> [What the task requires] Examine each line of the data, and copy the ones containing "collaborator".

Collected data:

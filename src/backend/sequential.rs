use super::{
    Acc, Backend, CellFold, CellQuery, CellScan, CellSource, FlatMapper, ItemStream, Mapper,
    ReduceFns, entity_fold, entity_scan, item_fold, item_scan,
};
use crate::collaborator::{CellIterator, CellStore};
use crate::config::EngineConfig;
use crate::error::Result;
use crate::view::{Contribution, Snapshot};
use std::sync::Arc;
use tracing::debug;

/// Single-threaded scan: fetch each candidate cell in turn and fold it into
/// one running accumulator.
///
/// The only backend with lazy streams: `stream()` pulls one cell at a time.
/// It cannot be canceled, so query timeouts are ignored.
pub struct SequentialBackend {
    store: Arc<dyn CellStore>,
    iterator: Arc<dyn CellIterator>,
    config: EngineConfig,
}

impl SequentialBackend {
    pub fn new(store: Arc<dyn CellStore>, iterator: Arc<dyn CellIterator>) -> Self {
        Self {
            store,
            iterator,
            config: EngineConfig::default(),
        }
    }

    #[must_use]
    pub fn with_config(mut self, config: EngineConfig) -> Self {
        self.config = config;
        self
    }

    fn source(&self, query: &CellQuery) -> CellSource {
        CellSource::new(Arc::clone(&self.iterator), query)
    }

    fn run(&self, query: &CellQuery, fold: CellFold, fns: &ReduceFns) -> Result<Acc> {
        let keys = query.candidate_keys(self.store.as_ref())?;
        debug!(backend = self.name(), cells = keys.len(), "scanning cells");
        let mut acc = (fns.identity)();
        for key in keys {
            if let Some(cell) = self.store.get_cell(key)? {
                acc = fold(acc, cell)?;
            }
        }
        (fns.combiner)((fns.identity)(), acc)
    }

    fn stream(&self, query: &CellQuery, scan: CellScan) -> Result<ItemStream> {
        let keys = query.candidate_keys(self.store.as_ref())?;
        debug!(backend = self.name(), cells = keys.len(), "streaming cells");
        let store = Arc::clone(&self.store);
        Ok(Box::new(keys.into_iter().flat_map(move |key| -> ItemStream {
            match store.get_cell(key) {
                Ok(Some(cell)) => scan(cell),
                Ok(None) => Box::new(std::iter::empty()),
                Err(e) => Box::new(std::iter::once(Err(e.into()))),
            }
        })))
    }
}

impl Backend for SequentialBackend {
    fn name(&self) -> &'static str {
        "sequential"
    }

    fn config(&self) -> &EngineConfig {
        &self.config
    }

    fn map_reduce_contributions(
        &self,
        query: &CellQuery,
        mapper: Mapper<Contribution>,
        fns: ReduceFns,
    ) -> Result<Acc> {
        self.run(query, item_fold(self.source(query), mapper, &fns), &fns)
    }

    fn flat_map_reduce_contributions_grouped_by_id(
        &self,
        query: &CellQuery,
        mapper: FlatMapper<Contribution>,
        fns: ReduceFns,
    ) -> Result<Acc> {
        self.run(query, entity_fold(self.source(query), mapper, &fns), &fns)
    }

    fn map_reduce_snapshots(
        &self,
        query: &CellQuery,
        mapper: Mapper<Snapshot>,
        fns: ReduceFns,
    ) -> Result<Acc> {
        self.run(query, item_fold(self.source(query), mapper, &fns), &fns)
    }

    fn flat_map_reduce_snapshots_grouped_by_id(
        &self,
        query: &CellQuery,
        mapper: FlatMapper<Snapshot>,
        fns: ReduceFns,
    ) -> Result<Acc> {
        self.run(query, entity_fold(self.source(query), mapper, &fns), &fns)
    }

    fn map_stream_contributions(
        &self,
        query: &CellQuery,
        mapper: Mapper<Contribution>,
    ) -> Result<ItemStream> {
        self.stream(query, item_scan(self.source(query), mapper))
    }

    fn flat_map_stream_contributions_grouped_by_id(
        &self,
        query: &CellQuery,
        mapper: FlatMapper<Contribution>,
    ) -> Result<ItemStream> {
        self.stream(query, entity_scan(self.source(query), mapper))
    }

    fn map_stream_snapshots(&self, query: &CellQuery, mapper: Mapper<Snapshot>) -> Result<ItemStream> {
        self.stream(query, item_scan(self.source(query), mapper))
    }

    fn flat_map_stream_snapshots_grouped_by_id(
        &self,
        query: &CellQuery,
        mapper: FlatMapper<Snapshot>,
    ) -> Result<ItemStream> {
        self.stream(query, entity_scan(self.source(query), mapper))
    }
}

---

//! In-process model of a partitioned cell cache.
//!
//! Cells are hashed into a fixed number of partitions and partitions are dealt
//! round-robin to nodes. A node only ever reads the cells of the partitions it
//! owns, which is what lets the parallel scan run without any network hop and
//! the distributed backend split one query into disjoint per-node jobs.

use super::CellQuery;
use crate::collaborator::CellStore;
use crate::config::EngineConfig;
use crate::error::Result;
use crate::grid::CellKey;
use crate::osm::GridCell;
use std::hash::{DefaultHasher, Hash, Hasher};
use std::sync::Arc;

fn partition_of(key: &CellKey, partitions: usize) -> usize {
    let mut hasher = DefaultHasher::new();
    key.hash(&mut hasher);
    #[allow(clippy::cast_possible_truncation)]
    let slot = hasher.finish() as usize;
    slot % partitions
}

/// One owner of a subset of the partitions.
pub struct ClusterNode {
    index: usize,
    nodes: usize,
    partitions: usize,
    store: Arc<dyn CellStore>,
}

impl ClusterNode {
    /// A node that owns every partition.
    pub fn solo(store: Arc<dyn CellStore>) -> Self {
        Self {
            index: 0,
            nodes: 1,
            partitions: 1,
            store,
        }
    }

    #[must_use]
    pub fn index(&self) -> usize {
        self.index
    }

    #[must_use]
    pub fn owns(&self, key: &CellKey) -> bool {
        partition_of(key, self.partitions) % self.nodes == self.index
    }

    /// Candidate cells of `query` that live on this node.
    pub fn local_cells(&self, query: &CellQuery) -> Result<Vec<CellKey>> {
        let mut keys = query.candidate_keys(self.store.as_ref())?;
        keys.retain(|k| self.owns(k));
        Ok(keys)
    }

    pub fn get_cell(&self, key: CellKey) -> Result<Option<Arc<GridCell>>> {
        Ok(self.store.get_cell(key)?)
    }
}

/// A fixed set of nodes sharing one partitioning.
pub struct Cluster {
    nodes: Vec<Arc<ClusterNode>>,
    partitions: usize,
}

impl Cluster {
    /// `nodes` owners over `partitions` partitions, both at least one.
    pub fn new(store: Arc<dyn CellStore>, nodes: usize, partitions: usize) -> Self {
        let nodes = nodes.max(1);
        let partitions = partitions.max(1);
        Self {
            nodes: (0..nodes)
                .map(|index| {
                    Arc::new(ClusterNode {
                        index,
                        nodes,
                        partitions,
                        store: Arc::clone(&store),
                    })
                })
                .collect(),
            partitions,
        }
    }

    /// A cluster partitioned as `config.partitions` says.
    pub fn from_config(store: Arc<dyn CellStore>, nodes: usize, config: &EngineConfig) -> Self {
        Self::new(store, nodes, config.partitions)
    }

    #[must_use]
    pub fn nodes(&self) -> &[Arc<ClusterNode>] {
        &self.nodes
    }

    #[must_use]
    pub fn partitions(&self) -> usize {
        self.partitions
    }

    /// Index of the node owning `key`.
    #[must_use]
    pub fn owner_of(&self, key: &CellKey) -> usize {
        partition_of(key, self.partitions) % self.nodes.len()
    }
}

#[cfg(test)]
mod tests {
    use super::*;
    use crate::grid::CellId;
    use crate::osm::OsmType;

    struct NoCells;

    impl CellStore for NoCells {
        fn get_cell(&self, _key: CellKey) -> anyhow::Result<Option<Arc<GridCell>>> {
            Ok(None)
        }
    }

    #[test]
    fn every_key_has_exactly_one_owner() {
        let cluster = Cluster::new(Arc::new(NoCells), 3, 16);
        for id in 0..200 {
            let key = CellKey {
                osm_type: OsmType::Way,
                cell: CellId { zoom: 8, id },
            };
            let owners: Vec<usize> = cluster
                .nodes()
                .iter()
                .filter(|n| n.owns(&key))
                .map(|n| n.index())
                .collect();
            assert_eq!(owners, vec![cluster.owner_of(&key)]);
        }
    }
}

...

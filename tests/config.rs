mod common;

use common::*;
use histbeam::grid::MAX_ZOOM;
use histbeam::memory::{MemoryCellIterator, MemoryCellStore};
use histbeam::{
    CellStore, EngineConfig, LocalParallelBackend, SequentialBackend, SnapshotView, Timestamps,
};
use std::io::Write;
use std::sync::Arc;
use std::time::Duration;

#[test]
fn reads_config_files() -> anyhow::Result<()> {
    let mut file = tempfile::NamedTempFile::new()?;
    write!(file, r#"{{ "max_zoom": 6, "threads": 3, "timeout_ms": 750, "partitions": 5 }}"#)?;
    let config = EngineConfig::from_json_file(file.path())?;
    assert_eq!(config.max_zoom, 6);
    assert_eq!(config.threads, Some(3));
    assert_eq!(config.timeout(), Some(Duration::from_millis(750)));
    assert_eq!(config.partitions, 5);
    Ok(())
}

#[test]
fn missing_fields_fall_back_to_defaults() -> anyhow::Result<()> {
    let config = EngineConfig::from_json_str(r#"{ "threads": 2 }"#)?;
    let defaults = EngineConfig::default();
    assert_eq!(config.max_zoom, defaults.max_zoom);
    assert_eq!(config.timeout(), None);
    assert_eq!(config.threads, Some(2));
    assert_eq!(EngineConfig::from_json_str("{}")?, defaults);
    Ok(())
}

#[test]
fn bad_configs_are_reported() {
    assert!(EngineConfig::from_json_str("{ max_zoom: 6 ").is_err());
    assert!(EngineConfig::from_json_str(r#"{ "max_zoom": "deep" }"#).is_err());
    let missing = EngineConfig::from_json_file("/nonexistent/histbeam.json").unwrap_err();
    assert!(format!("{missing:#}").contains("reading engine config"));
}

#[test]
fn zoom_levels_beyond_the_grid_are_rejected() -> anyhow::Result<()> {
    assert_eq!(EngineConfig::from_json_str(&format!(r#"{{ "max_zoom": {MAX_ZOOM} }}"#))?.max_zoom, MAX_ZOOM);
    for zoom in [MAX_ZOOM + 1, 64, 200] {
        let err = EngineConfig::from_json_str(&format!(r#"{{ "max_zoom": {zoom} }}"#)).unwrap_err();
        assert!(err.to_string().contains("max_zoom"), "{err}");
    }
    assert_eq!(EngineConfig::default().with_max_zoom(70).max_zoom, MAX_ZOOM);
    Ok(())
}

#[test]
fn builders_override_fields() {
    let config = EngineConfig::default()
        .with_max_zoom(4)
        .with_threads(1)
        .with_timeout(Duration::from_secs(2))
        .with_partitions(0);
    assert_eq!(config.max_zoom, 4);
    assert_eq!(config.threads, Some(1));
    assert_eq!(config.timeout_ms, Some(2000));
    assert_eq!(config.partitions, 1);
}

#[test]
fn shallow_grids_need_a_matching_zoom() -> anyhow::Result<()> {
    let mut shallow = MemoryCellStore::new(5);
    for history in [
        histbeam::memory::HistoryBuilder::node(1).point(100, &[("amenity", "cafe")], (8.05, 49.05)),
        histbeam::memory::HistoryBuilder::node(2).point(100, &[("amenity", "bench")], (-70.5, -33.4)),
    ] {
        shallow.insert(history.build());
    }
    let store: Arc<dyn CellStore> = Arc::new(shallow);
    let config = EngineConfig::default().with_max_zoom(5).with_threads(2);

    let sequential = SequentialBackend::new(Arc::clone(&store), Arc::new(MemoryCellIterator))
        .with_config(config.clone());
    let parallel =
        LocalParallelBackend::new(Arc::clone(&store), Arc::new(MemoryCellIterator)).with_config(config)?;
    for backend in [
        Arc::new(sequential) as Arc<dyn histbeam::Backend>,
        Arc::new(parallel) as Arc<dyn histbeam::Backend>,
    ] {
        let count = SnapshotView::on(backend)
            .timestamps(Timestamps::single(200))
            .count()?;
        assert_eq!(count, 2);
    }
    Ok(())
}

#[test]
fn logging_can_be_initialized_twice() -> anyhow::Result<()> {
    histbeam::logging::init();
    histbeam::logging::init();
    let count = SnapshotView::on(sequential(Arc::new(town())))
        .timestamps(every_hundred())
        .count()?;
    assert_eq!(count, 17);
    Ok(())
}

> [Output]
use crate::collaborator::{CellIterator, CellStore};
use crate::collaborator::CellStore;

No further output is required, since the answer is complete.